La actualidad argentina de estos últimos días me ha llevado, como resultado de algún mecanismo inconsciente, a pensar en un filósofo francés cuyas ideas no necesariamente comparto pero quien, con una vida consagrada a reflexionar sobre la teoría política y sobre la historia de las ideas políticas, suele formular hipótesis provocativas e interesantes. Se trata de Jacques Rancière, que cuando era muy joven, allá por los años sesenta y setenta, trabajó y publicó con Louis Althusser en lo que fue una reformulación del pensamiento marxista. “La política –dice Rancière– es aquello que interrumpe el juego de las identidades sociológicas”, ese juego que reenvía a lo que él caracteriza como la dimensión policial de la democracia: gestión de las identidades, orden, administración de lo social en manos de quienes, por diversas razones, (según los momentos: los ricos, los garantes de la relación con la divinidad, las grandes familias, los sabios y los expertos) aparecen como capacitados para hacerlo. Sin embargo, para que haya comunidad política es necesario, según Rancière, que esas superioridades concurrentes sean llevadas a un nivel de igualdad primera entre los “competentes” y los “incompetentes”: ¿y si la democracia fuera el poder de cualquier persona, la afirmación de la contingencia de toda dominación? La democracia, explica Rancière, no es ni la forma del gobierno representativo ni el tipo de sociedad fundada en el libre mercado capitalista. Hay que devolverle a la palabra “democracia” su poder de escándalo: la posibilidad de gobernar para quienes no tienen a priori ni la voluntad, ni el deseo, ni supuestamente la competencia para gobernar. En su libro El odio a la democracia, comentando a Rousseau, Rancière subraya una cuestión crucial: ¿y si tirásemos a los dados quién va a ocupar el lugar del poder supremo? “Si hay un combate a proseguir – dijo en una entrevista reciente– se lo puede formular así: ¿cómo, hoy, valorizar una liberación de la injusticia, de la explotación, de la desigualdad y el sufrimiento social, que sea simultáneamente una afirmación de libertad, una experimentación, una discontinuidad? Si hoy se plantea esta pregunta, ello abre una formidable esperanza.”
Sin lugar a dudas. Sobre todo en un país como el nuestro, donde la colectividad que se autodefine como competente para ejercer la función que Rancière llama policial de la democracia, la función de pura gestión de las identidades (colectividad definida habitualmente como la “clase política”) parece a la vez globalmente desconcertada, profundamente irritada y exclusivamente preocupada por las condiciones de su propia supervivencia antes, y sobre todo después, del próximo 28 de junio.

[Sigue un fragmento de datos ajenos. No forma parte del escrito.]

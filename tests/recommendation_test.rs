use bookmatch::{
    generate_recommendations, Catalog, Error, NewBook, NewUser, RecommendConfig,
};

fn user(catalog: &mut Catalog, id: &str) {
    catalog
        .create_user(NewUser {
            user_id: id.to_string(),
            name: id.to_string(),
            email: format!("{id}@example.com"),
        })
        .unwrap();
}

fn book(catalog: &mut Catalog, isbn: &str, title: &str, author: &str, genres: &[&str]) {
    catalog
        .create_book(NewBook {
            isbn: isbn.to_string(),
            title: title.to_string(),
            author: author.to_string(),
            description: None,
            page_count: 0,
            published_date: None,
            genres: genres.iter().map(|s| s.to_string()).collect(),
        })
        .unwrap();
}

/// Give a book `count` ratings from freshly created filler users.
fn add_raters(catalog: &mut Catalog, isbn: &str, count: usize, prefix: &str) {
    for i in 0..count {
        let id = format!("{prefix}-{i}");
        user(catalog, &id);
        catalog.rate_book(&id, isbn, 4, None).unwrap();
    }
}

#[test]
fn test_cold_start_returns_top_popular_books() {
    let mut catalog = Catalog::new();
    user(&mut catalog, "newcomer");

    book(&mut catalog, "a", "Alpha", "X", &["sci-fi"]);
    book(&mut catalog, "b", "Beta", "Y", &["drama"]);
    book(&mut catalog, "c", "Gamma", "Z", &["romance"]);
    add_raters(&mut catalog, "a", 2, "ra");
    add_raters(&mut catalog, "b", 5, "rb");
    add_raters(&mut catalog, "c", 3, "rc");

    let recs =
        generate_recommendations(&catalog, "newcomer", 2, &RecommendConfig::default()).unwrap();

    let titles: Vec<&str> = recs.data.iter().map(|b| b.title.as_str()).collect();
    assert_eq!(titles, vec!["Beta", "Gamma"]);
    assert!(recs.data.iter().all(|b| b.score.is_none()));
}

#[test]
fn test_cold_start_never_errors_with_empty_graph() {
    let mut catalog = Catalog::new();
    user(&mut catalog, "newcomer");

    let recs =
        generate_recommendations(&catalog, "newcomer", 10, &RecommendConfig::default()).unwrap();
    assert!(recs.data.is_empty());
}

#[test]
fn test_unknown_user_is_a_distinct_not_found() {
    let mut catalog = Catalog::new();
    book(&mut catalog, "a", "Alpha", "X", &["sci-fi"]);

    let err =
        generate_recommendations(&catalog, "nobody", 10, &RecommendConfig::default()).unwrap_err();
    assert!(matches!(err, Error::UserNotFound(_)));
}

#[test]
fn test_already_rated_books_are_excluded_at_any_score() {
    let mut catalog = Catalog::new();
    user(&mut catalog, "u1");
    book(&mut catalog, "liked", "Liked", "X", &["sci-fi"]);
    book(&mut catalog, "hated", "Hated", "Y", &["sci-fi"]);
    book(&mut catalog, "fresh", "Fresh", "Z", &["sci-fi"]);

    catalog.rate_book("u1", "liked", 5, None).unwrap();
    catalog.rate_book("u1", "hated", 1, None).unwrap();

    let recs = generate_recommendations(&catalog, "u1", 10, &RecommendConfig::default()).unwrap();
    let isbns: Vec<&str> = recs.data.iter().map(|b| b.isbn.as_str()).collect();
    assert_eq!(isbns, vec!["fresh"]);
}

#[test]
fn test_genre_overlap_dominates_at_equal_popularity() {
    let mut catalog = Catalog::new();
    user(&mut catalog, "u1");
    book(&mut catalog, "l1", "Liked One", "X", &["sci-fi", "drama"]);
    book(&mut catalog, "both", "Both Genres", "Y", &["sci-fi", "drama"]);
    book(&mut catalog, "one", "One Genre", "Z", &["sci-fi"]);

    catalog.rate_book("u1", "l1", 5, None).unwrap();
    // Equal popularity for both candidates.
    add_raters(&mut catalog, "both", 3, "rb");
    add_raters(&mut catalog, "one", 3, "ro");

    let recs = generate_recommendations(&catalog, "u1", 10, &RecommendConfig::default()).unwrap();
    let isbns: Vec<&str> = recs.data.iter().map(|b| b.isbn.as_str()).collect();
    assert_eq!(isbns, vec!["both", "one"]);
    assert!(recs.data[0].score.unwrap() > recs.data[1].score.unwrap());
}

#[test]
fn test_weighting_example_ranks_matches_above_popularity() {
    // Books: A(sci-fi+drama, 10 ratings), B(sci-fi, 50), C(drama, 5),
    // D(romance, 40). The user liked only A, so B and C must both beat the
    // more popular zero-overlap D (which is discarded), and B >= C.
    let mut catalog = Catalog::new();
    user(&mut catalog, "u1");
    book(&mut catalog, "a", "A", "WA", &["sci-fi", "drama"]);
    book(&mut catalog, "b", "B", "WB", &["sci-fi"]);
    book(&mut catalog, "c", "C", "WC", &["drama"]);
    book(&mut catalog, "d", "D", "WD", &["romance"]);

    add_raters(&mut catalog, "a", 9, "ra");
    add_raters(&mut catalog, "b", 50, "rb");
    add_raters(&mut catalog, "c", 5, "rc");
    add_raters(&mut catalog, "d", 40, "rd");
    catalog.rate_book("u1", "a", 5, None).unwrap();

    let recs = generate_recommendations(&catalog, "u1", 10, &RecommendConfig::default()).unwrap();
    let isbns: Vec<&str> = recs.data.iter().map(|b| b.isbn.as_str()).collect();
    assert_eq!(isbns, vec!["b", "c"]);
}

#[test]
fn test_liked_books_without_genre_data_use_popularity() {
    let mut catalog = Catalog::new();
    user(&mut catalog, "u1");
    book(&mut catalog, "plain", "Plain", "X", &[]);
    book(&mut catalog, "busy", "Busy", "Y", &[]);
    add_raters(&mut catalog, "busy", 4, "rb");

    catalog.rate_book("u1", "plain", 5, None).unwrap();

    let recs = generate_recommendations(&catalog, "u1", 10, &RecommendConfig::default()).unwrap();
    assert_eq!(recs.data[0].isbn, "busy");
    assert!(recs.data[0].score.is_none());
}

#[test]
fn test_limit_truncates_output() {
    let mut catalog = Catalog::new();
    user(&mut catalog, "u1");
    book(&mut catalog, "l", "Liked", "X", &["sci-fi"]);
    for i in 0..8 {
        book(
            &mut catalog,
            &format!("s{i}"),
            &format!("Sci {i}"),
            "Y",
            &["sci-fi"],
        );
    }
    catalog.rate_book("u1", "l", 5, None).unwrap();

    let recs = generate_recommendations(&catalog, "u1", 3, &RecommendConfig::default()).unwrap();
    assert_eq!(recs.data.len(), 3);
}

#[test]
fn test_equal_scores_break_ties_by_popularity_then_title() {
    let mut catalog = Catalog::new();
    user(&mut catalog, "u1");
    book(&mut catalog, "l", "Liked", "X", &["sci-fi"]);
    catalog.rate_book("u1", "l", 5, None).unwrap();

    // Same single genre, no ratings anywhere: identical scores.
    book(&mut catalog, "zz", "Zebra", "Y", &["sci-fi"]);
    book(&mut catalog, "aa", "Aardvark", "Z", &["sci-fi"]);

    let recs = generate_recommendations(&catalog, "u1", 10, &RecommendConfig::default()).unwrap();
    let titles: Vec<&str> = recs.data.iter().map(|b| b.title.as_str()).collect();
    assert_eq!(titles, vec!["Aardvark", "Zebra"]);

    // Now give Zebra one rating from another reader: it outranks on the
    // popularity tie-breaker and on score alike.
    add_raters(&mut catalog, "zz", 1, "r");
    let recs = generate_recommendations(&catalog, "u1", 10, &RecommendConfig::default()).unwrap();
    let titles: Vec<&str> = recs.data.iter().map(|b| b.title.as_str()).collect();
    assert_eq!(titles, vec!["Zebra", "Aardvark"]);
}

#[test]
fn test_output_is_deterministic_across_calls() {
    let mut catalog = Catalog::new();
    user(&mut catalog, "u1");
    book(&mut catalog, "l", "Liked", "X", &["sci-fi", "drama"]);
    for i in 0..6 {
        book(
            &mut catalog,
            &format!("b{i}"),
            &format!("Book {i}"),
            "Y",
            if i % 2 == 0 { &["sci-fi"] } else { &["drama"] },
        );
    }
    catalog.rate_book("u1", "l", 5, None).unwrap();

    let first = generate_recommendations(&catalog, "u1", 10, &RecommendConfig::default()).unwrap();
    let second = generate_recommendations(&catalog, "u1", 10, &RecommendConfig::default()).unwrap();

    let a: Vec<(&str, Option<f64>)> = first.data.iter().map(|b| (b.isbn.as_str(), b.score)).collect();
    let b: Vec<(&str, Option<f64>)> =
        second.data.iter().map(|b| (b.isbn.as_str(), b.score)).collect();
    assert_eq!(a, b);
}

Confieso que la hipótesis de Rancière sobre esa figura secreta, escandalosa, de la democracia, consistente en la idea, la posibilidad de que quien ocupe la función suprema sea elegido por sorteo –es decir, sin ninguna precondición económica, cultural, ideológica, profesional, familiar, etc.–, me resulta fascinante. ¿Y si dejáramos que el azar determine quién nos va a gobernar? ¿No es esa la forma pura de la igualdad? Evocar esa figura como experimento mental, permite visualizar las razones (nunca azarosas) por las cuales el poder ha sido ocupado, en la historia de las democracias, por quienes lo han ocupado. La lista de esas razones es larga, y muchas de ellas tienen poco que ver con el principio de la igualdad de los ciudadanos.
Entonces, como diría Lenin, ¿qué hacer?, ¿qué hacer cuando quienes nos gobiernan disfrazan, a lo largo de semanas y meses, gestos de pura supervivencia en decisiones de gestión? La cuestión no pasa por la legitimidad (pudorosamente denominada gobernabilidad) porque sobre ese punto la respuesta es clara y no admite discusión: en la situación en que nos encontramos, los que ejercen el poder lo hacen porque fueron votados para ejercerlo. Pero la incompetencia de los supuestamente competentes plantea el tema de fondo de Rancière: aquellos a los que votamos no estaban allí, preparados y esperando nuestro voto, por pura casualidad (es decir, por azar). Por imperfectas que puedan parecernos, las instituciones republicanas nos dejan, tal vez, una salida: transformar el comportamiento de voto en una afirmación de libertad, en una experimentación, en una discontinuidad. O sea, producir lo que Rancière define como el fundamento de la democracia: un acto propiamente político.
*Profesor plenario Universidad de San Andrés.